Impax’s stock price has dropped by more than two per cent since the announcement, and is down 26 per cent since the start of 2024.

Britain’s biggest wealth manager said it had also dropped two other managers from the fund but did not identify the names of the firms it had let go.

The move was driven by a desire for managers that complement one another and has increased its weighting to US equities and technology, a letter to investors, seen by Peel Hunt analysts, said.

In St James’s Place’s annual assessment of value report last month, the vehicle was described as delivering “insufficient value” and has returned only 3.5 per cent over the last three years, compared to a 19.2 per cent growth in competitors.

However, St James’s Place says comparisons between competitors are flawed due to the way it bundles its fees.

It marks the latest in a shake-up of its fund managers as the firm looks to boost performance and recover from a troubling year in which it has been plagued by questions over its fees and value for customers.

Last year, the company pulled a £2bn emerging markets mandate from Jacob Rees-Mogg-founded Somerset Capital Management, causing the firm to immediately shutter as it had lost two-thirds of its assets.

Investors have also pulled billions from Impax over the last year, as the asset manager struggles with increasing pressure on its shares from short sellers like JP Morgan.

However, the Global Quality Unit Trust represented only 13 per cent of the assets managed by Impax on behalf of St James’s Place.
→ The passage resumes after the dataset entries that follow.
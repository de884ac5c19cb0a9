//! 二值图像矩

use image::GrayImage;

/// 二值图像的零阶和一阶矩
///
/// 非零像素按 1 计入。
#[derive(Debug, Clone, Copy, PartialEq, Default)]
pub struct Moments {
    pub m00: f64,
    pub m10: f64,
    pub m01: f64,
}

impl Moments {
    pub fn from_mask(mask: &GrayImage) -> Self {
        let mut m = Moments::default();
        for (x, y, p) in mask.enumerate_pixels() {
            if p.0[0] != 0 {
                m.m00 += 1.0;
                m.m10 += x as f64;
                m.m01 += y as f64;
            }
        }
        m
    }

    /// 质心 `(m10/m00, m01/m00)`，零面积时返回 `None`
    pub fn centroid(&self) -> Option<(f64, f64)> {
        if self.m00 == 0.0 {
            return None;
        }
        Some((self.m10 / self.m00, self.m01 / self.m00))
    }
}

#[cfg(test)]
mod tests {
    use super::*;
    use image::Luma;

    #[test]
    fn test_empty_mask_has_no_centroid() {
        let m = Moments::from_mask(&GrayImage::new(8, 8));
        assert_eq!(m.m00, 0.0);
        assert!(m.centroid().is_none());
    }

    #[test]
    fn test_centroid_of_block() {
        let mask = GrayImage::from_fn(10, 10, |x, y| {
            if (2..6).contains(&x) && (4..8).contains(&y) {
                Luma([255])
            } else {
                Luma([0])
            }
        });
        let m = Moments::from_mask(&mask);
        assert_eq!(m.m00, 16.0);
        assert_eq!(m.centroid(), Some((3.5, 5.5)));
    }
}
It also has sole control over a more significant mandate with its £5.3bn Sustainable and Responsible Equity fund.

The Sustainable and Responsible Equity fund was assessed as delivering value in its report and has been managed by Impax since 2018.

Peel Hunt analysts Stuart Duncan and Robert Sage estimated the impact on Impax revenue to be less than 45 basis points “reflecting the low margins St James’s Place typically pays managers”, and said they therefore anticipated “the impact on profits will be small”.